Emboldened by a greater sense of self and purpose, I began volunteering in the chaplaincy department to run sound for religious services, family day events, and GED and college graduation ceremonies. More recently, I have used my airbrush skills to paint sets and costumes for the unit’s drama club, which opened the door to the position of assistant director. I paint signs or murals for the wardens and other staff. Along the way I discovered a new passion as well: scriptwriting, with the future goal of directing. I’ve nurtured this dream for about fifteen years now, writing countless crappy scripts, studying movies on dayroom TVs, reading every film-related book in the unit library, and asking my family for subscriptions to movie/filmmaking magazines (they spend more on this than they do for commissary, which irks them).
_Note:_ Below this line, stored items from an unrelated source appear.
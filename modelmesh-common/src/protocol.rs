//! Wire types shared between the gateway and the batch worker.
//!
//! These are the JSON shapes that cross process boundaries: the client-facing
//! request and response bodies, the job descriptor published to the durable
//! log, and the per-item result recorded in the manifest.

use chrono::{DateTime, Utc};
use serde::{Deserialize, Serialize};
use serde_json::Value;

/// Lifecycle states of a batch job.
#[derive(Debug, Clone, Copy, PartialEq, Eq, Serialize, Deserialize)]
#[serde(rename_all = "snake_case")]
pub enum JobStatus {
    Pending,
    Processing,
    Completed,
    Failed,
}

impl JobStatus {
    /// Whether this status ends the job's lifecycle.
    pub fn is_terminal(&self) -> bool {
        matches!(self, JobStatus::Completed | JobStatus::Failed)
    }

    pub fn as_str(&self) -> &'static str {
        match self {
            JobStatus::Pending => "pending",
            JobStatus::Processing => "processing",
            JobStatus::Completed => "completed",
            JobStatus::Failed => "failed",
        }
    }
}

impl std::str::FromStr for JobStatus {
    type Err = String;

    fn from_str(s: &str) -> Result<Self, Self::Err> {
        match s {
            "pending" => Ok(JobStatus::Pending),
            "processing" => Ok(JobStatus::Processing),
            "completed" => Ok(JobStatus::Completed),
            "failed" => Ok(JobStatus::Failed),
            other => Err(format!("unknown job status: {}", other)),
        }
    }
}

/// Batch job descriptor published to the durable log.
///
/// The message key is the job id; the value is this struct as JSON. Delivery
/// is at-least-once, so consumers must tolerate duplicates.
#[derive(Debug, Clone, Serialize, Deserialize)]
pub struct JobDescriptor {
    pub job_id: String,
    pub model: String,
    pub version: String,
    pub inputs: Vec<Value>,
    pub created_at: DateTime<Utc>,
}

/// Result of a single batch item.
///
/// Every input produces exactly one of these, and the manifest preserves the
/// positional index of the input that produced it.
#[derive(Debug, Clone, Serialize, Deserialize)]
pub struct ItemResult {
    /// The original input record, kept for correlation at read time.
    pub input: Value,
    /// The backend's prediction payload, or null when the item failed.
    pub prediction: Value,
    pub latency_ms: u64,
    #[serde(default, skip_serializing_if = "Option::is_none")]
    pub error: Option<String>,
}

/// `POST /v1/infer` request body.
#[derive(Debug, Clone, Serialize, Deserialize)]
pub struct InferRequest {
    pub model: String,
    #[serde(default)]
    pub version: Option<String>,
    pub input: Value,
}

/// `POST /v1/infer` response body.
#[derive(Debug, Clone, Serialize, Deserialize)]
pub struct InferResponse {
    pub request_id: String,
    pub model: String,
    pub version: String,
    pub prediction: Value,
    pub latency_ms: u64,
}

/// `POST /v1/batch` request body.
#[derive(Debug, Clone, Serialize, Deserialize)]
pub struct BatchRequest {
    pub model: String,
    #[serde(default)]
    pub version: Option<String>,
    pub inputs: Vec<Value>,
}

/// `202 Accepted` body for a submitted batch job.
#[derive(Debug, Clone, Serialize, Deserialize)]
pub struct BatchAccepted {
    pub job_id: String,
    pub status: JobStatus,
    pub created_at: DateTime<Utc>,
}

/// `GET /v1/batch/{id}` response body.
#[derive(Debug, Clone, Serialize, Deserialize)]
pub struct JobStatusBody {
    pub job_id: String,
    pub status: JobStatus,
    pub progress: f64,
    pub total_items: usize,
    pub completed: usize,
    #[serde(default, skip_serializing_if = "Option::is_none")]
    pub result_url: Option<String>,
    #[serde(default, skip_serializing_if = "Option::is_none")]
    pub error: Option<String>,
    pub created_at: DateTime<Utc>,
    pub updated_at: DateTime<Utc>,
}

/// Internal `POST /v1/route` request body.
#[derive(Debug, Clone, Serialize, Deserialize)]
pub struct RouteRequest {
    pub request_id: String,
    pub model: String,
    #[serde(default)]
    pub version: Option<String>,
    pub input: Value,
}

/// Error body returned by every failing endpoint.
#[derive(Debug, Clone, Serialize, Deserialize)]
pub struct ErrorBody {
    pub error: String,
    /// Non-sensitive diagnostic hint, e.g. which field failed validation.
    #[serde(default, skip_serializing_if = "Option::is_none")]
    pub details: Option<String>,
}

impl ErrorBody {
    pub fn new(error: impl Into<String>) -> Self {
        Self {
            error: error.into(),
            details: None,
        }
    }

    pub fn with_details(error: impl Into<String>, details: impl Into<String>) -> Self {
        Self {
            error: error.into(),
            details: Some(details.into()),
        }
    }
}
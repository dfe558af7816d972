use config::{Config as ConfigLoader, ConfigError as ConfigCrateError, Environment, File};
use serde::Deserialize;

/// Batch worker configuration.
#[derive(Debug, Clone, Deserialize)]
pub struct Config {
    #[serde(default)]
    pub kafka: KafkaConfig,
    #[serde(default)]
    pub store: StoreConfig,
    #[serde(default)]
    pub object_store: ObjectStoreConfig,
    #[serde(default)]
    pub pool: PoolConfig,
    #[serde(default)]
    pub router: RouterConfig,
    #[serde(default)]
    pub logging: LoggingConfig,
}

#[derive(Debug, Clone, Deserialize)]
pub struct KafkaConfig {
    #[serde(default = "default_kafka_brokers")]
    pub brokers: String,
    #[serde(default = "default_kafka_topic")]
    pub topic: String,
    #[serde(default = "default_kafka_group_id")]
    pub group_id: String,
}

#[derive(Debug, Clone, Deserialize)]
pub struct StoreConfig {
    #[serde(default = "default_store_url")]
    pub url: String,
}

#[derive(Debug, Clone, Deserialize)]
pub struct ObjectStoreConfig {
    /// Custom endpoint for S3-compatible stores; unset means plain AWS.
    #[serde(default)]
    pub endpoint: Option<String>,
    #[serde(default = "default_object_store_region")]
    pub region: String,
    #[serde(default = "default_object_store_bucket")]
    pub bucket: String,
    #[serde(default)]
    pub access_key: Option<String>,
    #[serde(default)]
    pub secret_key: Option<String>,
    /// Validity of presigned result URLs.
    #[serde(default = "default_url_ttl_secs")]
    pub url_ttl_secs: u64,
}

#[derive(Debug, Clone, Deserialize)]
pub struct PoolConfig {
    #[serde(default = "default_pool_workers")]
    pub workers: usize,
    #[serde(default = "default_item_timeout_secs")]
    pub item_timeout_secs: u64,
    /// Budget for draining in-flight work on shutdown.
    #[serde(default = "default_shutdown_grace_secs")]
    pub shutdown_grace_secs: u64,
}

#[derive(Debug, Clone, Deserialize)]
pub struct RouterConfig {
    /// Base URL of the gateway exposing the internal routing endpoint.
    #[serde(default = "default_router_base_url")]
    pub base_url: String,
}

#[derive(Debug, Clone, Deserialize)]
pub struct LoggingConfig {
    #[serde(default = "default_log_level")]
    pub level: String,
}

// Defaults
fn default_kafka_brokers() -> String { "localhost:9092".to_string() }
fn default_kafka_topic() -> String { "inference-jobs".to_string() }
fn default_kafka_group_id() -> String { "modelmesh-workers".to_string() }
fn default_store_url() -> String { "sqlite:./data/jobs.db".to_string() }
fn default_object_store_region() -> String { "us-east-1".to_string() }
fn default_object_store_bucket() -> String { "modelmesh-results".to_string() }
fn default_url_ttl_secs() -> u64 { 7 * 24 * 3600 }
fn default_pool_workers() -> usize { 4 }
fn default_item_timeout_secs() -> u64 { 30 }
fn default_shutdown_grace_secs() -> u64 { 30 }
fn default_router_base_url() -> String { "http://localhost:8080".to_string() }
fn default_log_level() -> String { "info".to_string() }

impl Default for KafkaConfig {
    fn default() -> Self {
        Self {
            brokers: default_kafka_brokers(),
            topic: default_kafka_topic(),
            group_id: default_kafka_group_id(),
        }
    }
}

impl Default for StoreConfig {
    fn default() -> Self {
        Self { url: default_store_url() }
    }
}

impl Default for ObjectStoreConfig {
    fn default() -> Self {
        Self {
            endpoint: None,
            region: default_object_store_region(),
            bucket: default_object_store_bucket(),
            access_key: None,
            secret_key: None,
            url_ttl_secs: default_url_ttl_secs(),
        }
    }
}

impl Default for PoolConfig {
    fn default() -> Self {
        Self {
            workers: default_pool_workers(),
            item_timeout_secs: default_item_timeout_secs(),
            shutdown_grace_secs: default_shutdown_grace_secs(),
        }
    }
}

impl Default for RouterConfig {
    fn default() -> Self {
        Self { base_url: default_router_base_url() }
    }
}

impl Default for LoggingConfig {
    fn default() -> Self {
        Self { level: default_log_level() }
    }
}

impl Default for Config {
    fn default() -> Self {
        Self {
            kafka: KafkaConfig::default(),
            store: StoreConfig::default(),
            object_store: ObjectStoreConfig::default(),
            pool: PoolConfig::default(),
            router: RouterConfig::default(),
            logging: LoggingConfig::default(),
        }
    }
}

#[derive(Debug, thiserror::Error)]
pub enum ConfigError {
    #[error("Configuration error: {0}")]
    LoadError(String),
}

impl From<ConfigCrateError> for ConfigError {
    fn from(err: ConfigCrateError) -> Self {
        ConfigError::LoadError(err.to_string())
    }
}

impl Config {
    /// Load configuration from config.toml (if it exists) and environment
    /// variables. Env var format: WORKER__SECTION__KEY.
    pub fn load() -> Result<Self, ConfigError> {
        let config = ConfigLoader::builder()
            .add_source(File::with_name("config").required(false))
            .add_source(
                Environment::with_prefix("WORKER")
                    .separator("__")
                    .try_parsing(true),
            )
            .build()?;

        config.try_deserialize().map_err(ConfigError::from)
    }
}
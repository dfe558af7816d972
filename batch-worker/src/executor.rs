//! Fan-out executor for batch jobs.
//!
//! A job's items are distributed across a fixed pool of worker tasks, each
//! calling the router. Results land in an index-addressed buffer so the
//! manifest preserves input order regardless of completion order. Progress is
//! checkpointed to the job store at a configurable granularity, and the
//! manifest is written exactly once at the terminal transition.
//!
//! The executor tolerates re-delivery: a job already in a terminal state is
//! a no-op, and a job left in `processing` by a prior incarnation restarts
//! from zero. The manifest write is a blind put, so the last writer wins.

use std::sync::Arc;
use std::time::Instant;

use serde_json::Value;
use tokio::sync::{mpsc, watch, Mutex};

use modelmesh_common::{ItemResult, JobDescriptor, JobStatus, JobStore};

use crate::error::{Result, WorkerError};
use crate::manifest::ManifestStore;
use crate::route_client::RouteClient;

/// Fixed-width fan-out executor.
pub struct JobExecutor {
    store: Arc<dyn JobStore>,
    manifests: Arc<dyn ManifestStore>,
    route_client: Arc<RouteClient>,
    workers: usize,
    cancel: watch::Receiver<bool>,
}

impl JobExecutor {
    pub fn new(
        store: Arc<dyn JobStore>,
        manifests: Arc<dyn ManifestStore>,
        route_client: Arc<RouteClient>,
        workers: usize,
        cancel: watch::Receiver<bool>,
    ) -> Self {
        Self {
            store,
            manifests,
            route_client,
            workers: workers.max(1),
            cancel,
        }
    }

    fn cancelled(&self) -> bool {
        *self.cancel.borrow()
    }

    /// Drive a job to a terminal state. Safe to invoke more than once for
    /// the same job id.
    pub async fn execute(&self, descriptor: &JobDescriptor) -> Result<()> {
        let job_id = descriptor.job_id.as_str();
        let total = descriptor.inputs.len();

        if let Ok(existing) = self.store.get(job_id).await {
            if existing.status.is_terminal() {
                tracing::info!(
                    job_id,
                    status = existing.status.as_str(),
                    "job already in terminal state, skipping"
                );
                return Ok(());
            }
        }

        if total == 0 {
            self.store
                .update_status(job_id, JobStatus::Failed, None, Some("job has no inputs"))
                .await?;
            return Ok(());
        }

        tracing::info!(
            job_id,
            total_items = total,
            workers = self.workers,
            "processing batch job"
        );
        self.store
            .update_status(job_id, JobStatus::Processing, None, None)
            .await?;

        let (results, completed, failed_items) = self.fan_out(descriptor).await;

        if self.cancelled() && completed < total {
            tracing::warn!(job_id, completed, total, "job cancelled before completion");
            self.store
                .update_status(
                    job_id,
                    JobStatus::Failed,
                    None,
                    Some("job cancelled during shutdown"),
                )
                .await?;
            return Ok(());
        }

        // Materialize the ordered manifest. Every slot is filled on the
        // normal path; a missing slot means a worker died, which counts as
        // an item failure rather than a lost input.
        let mut ordered = Vec::with_capacity(total);
        for (index, slot) in results.into_iter().enumerate() {
            match slot {
                Some(item) => ordered.push(item),
                None => ordered.push(ItemResult {
                    input: descriptor.inputs[index].clone(),
                    prediction: Value::Null,
                    latency_ms: 0,
                    error: Some("item was not processed".to_string()),
                }),
            }
        }

        let result_url = match self.manifests.upload(job_id, &ordered).await {
            Ok(url) => url,
            Err(e) => {
                tracing::error!(job_id, "failed to upload results: {}", e);
                self.store
                    .update_status(job_id, JobStatus::Failed, None, Some(&e.to_string()))
                    .await?;
                return Err(WorkerError::Manifest(e.to_string()));
            }
        };

        let (final_status, error_msg) = if failed_items == total {
            (
                JobStatus::Failed,
                Some(format!("{}/{} items failed", failed_items, total)),
            )
        } else if failed_items > 0 {
            (
                JobStatus::Completed,
                Some(format!("{}/{} items failed", failed_items, total)),
            )
        } else {
            (JobStatus::Completed, None)
        };

        // A failed job carries an error summary instead of a result URL.
        let url = (final_status == JobStatus::Completed).then_some(result_url.as_str());
        self.store
            .update_status(job_id, final_status, url, error_msg.as_deref())
            .await?;

        tracing::info!(
            job_id,
            status = final_status.as_str(),
            total_items = total,
            errors = failed_items,
            "batch job finished"
        );

        Ok(())
    }

    /// Distribute items across the pool and collect results in input order.
    /// Returns the index-addressed buffer, the completion count, and the
    /// failed-item count.
    async fn fan_out(&self, descriptor: &JobDescriptor) -> (Vec<Option<ItemResult>>, usize, usize) {
        let job_id = descriptor.job_id.clone();
        let total = descriptor.inputs.len();

        let (input_tx, input_rx) = mpsc::channel::<(usize, Value)>(total);
        let input_rx = Arc::new(Mutex::new(input_rx));
        let (result_tx, mut result_rx) = mpsc::channel::<(usize, ItemResult)>(total);

        // Feeder stops dispatching as soon as cancellation is observed.
        let feeder = {
            let inputs = descriptor.inputs.clone();
            let cancel = self.cancel.clone();
            tokio::spawn(async move {
                for (index, input) in inputs.into_iter().enumerate() {
                    if *cancel.borrow() {
                        break;
                    }
                    if input_tx.send((index, input)).await.is_err() {
                        break;
                    }
                }
            })
        };

        let mut workers = Vec::with_capacity(self.workers);
        for _ in 0..self.workers {
            let input_rx = input_rx.clone();
            let result_tx = result_tx.clone();
            let route_client = self.route_client.clone();
            let cancel = self.cancel.clone();
            let model = descriptor.model.clone();
            let version = descriptor.version.clone();

            workers.push(tokio::spawn(async move {
                loop {
                    if *cancel.borrow() {
                        break;
                    }
                    let next = { input_rx.lock().await.recv().await };
                    let Some((index, input)) = next else { break };

                    let result = run_item(&route_client, &model, &version, input).await;
                    if result_tx.send((index, result)).await.is_err() {
                        break;
                    }
                }
            }));
        }
        drop(result_tx);

        let mut results: Vec<Option<ItemResult>> = vec![None; total];
        let mut completed = 0usize;
        let mut failed_items = 0usize;
        let checkpoint_every = std::cmp::max(1, total / 10);

        while let Some((index, item)) = result_rx.recv().await {
            if item.error.is_some() {
                failed_items += 1;
            }
            results[index] = Some(item);
            completed += 1;

            if completed % checkpoint_every == 0 || completed == total {
                let progress = completed as f64 / total as f64;
                if let Err(e) = self
                    .store
                    .update_progress(&job_id, completed, progress)
                    .await
                {
                    tracing::error!(job_id = %job_id, "failed to update progress: {}", e);
                }
                tracing::info!(
                    job_id = %job_id,
                    completed,
                    total,
                    progress,
                    "batch job progress"
                );
            }
        }

        for worker in workers {
            let _ = worker.await;
        }
        let _ = feeder.await;

        (results, completed, failed_items)
    }
}

/// Execute one item through the router. Every input yields exactly one
/// result; failures are captured per item and never abort the job.
async fn run_item(
    route_client: &RouteClient,
    model: &str,
    version: &str,
    input: Value,
) -> ItemResult {
    let start = Instant::now();
    let request_id = modelmesh_common::request_id();

    match route_client.infer(&request_id, model, version, &input).await {
        Ok(prediction) => ItemResult {
            input,
            prediction,
            latency_ms: start.elapsed().as_millis() as u64,
            error: None,
        },
        Err(e) => ItemResult {
            input,
            prediction: Value::Null,
            latency_ms: start.elapsed().as_millis() as u64,
            error: Some(e.to_string()),
        },
    }
}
All of these learning experiences have led to new opportunities. By running sound for events through the chaplaincy, not only did I learn sound fundamentals that would help me in my own films, but I also became a member of the prison leadership community, which earned me an invitation to a mentorship conference sponsored and hosted by outside groups. A former boss recommended me to a sign shop on the strength of my trustworthiness, work ethic, and passion for art—so I learned airbrushing on the state’s dime, and now I’m a proficient portrait artist who does work for fellow inmates and staff alike. And in 2009, I entered my first script excerpt to the PEN American Center’s annual prison writing contest, and was enlisted in their mentorship program.

As I write this, collaborators on the outside are shopping some of my scripts around to producers—fingers crossed. I’ve just finished a new script that I’m super hyped about; on my “break” before I begin the next one, I’m on the second revision of a self-help book that shows prisoners how to live their prison time better by seeing it differently, as well as catching up on portraits for guys in here (I never get ahead) and creating art for a friend and collaborator (and former employee of the Met in New York) who has exhibited and sold my work since 2004.

Social awkwardness was always my handicap: I was a naturally introverted kid, and it only worsened in prison as I tried my hardest to stay away from gangs and negativity. But I was determined to be a film director someday, so I joined Toastmasters to learn public speaking. I was scared as hell, but I did it anyway. I struggled and sweated for a year and a half until I received my Competent Communicator certificate—and two years after enrolling, I was voted club president. In addition to becoming an effective public speaker—something that has since helped me in meetings with producers, investors, and actors—I also became something I never thought possible: an effective mentor. An effective human being. Naturally, a new passion sprouted: motivational speaking.

In dramatic writing, you’re taught that the protagonist blindly struggles toward something they think they want, but by the story’s end their eyes are opened and they discover what they had truly needed from the start. Sometimes life can be a gift like that.

As the great director Stanley Kubrick said: “However vast the darkness, we must supply our own light.”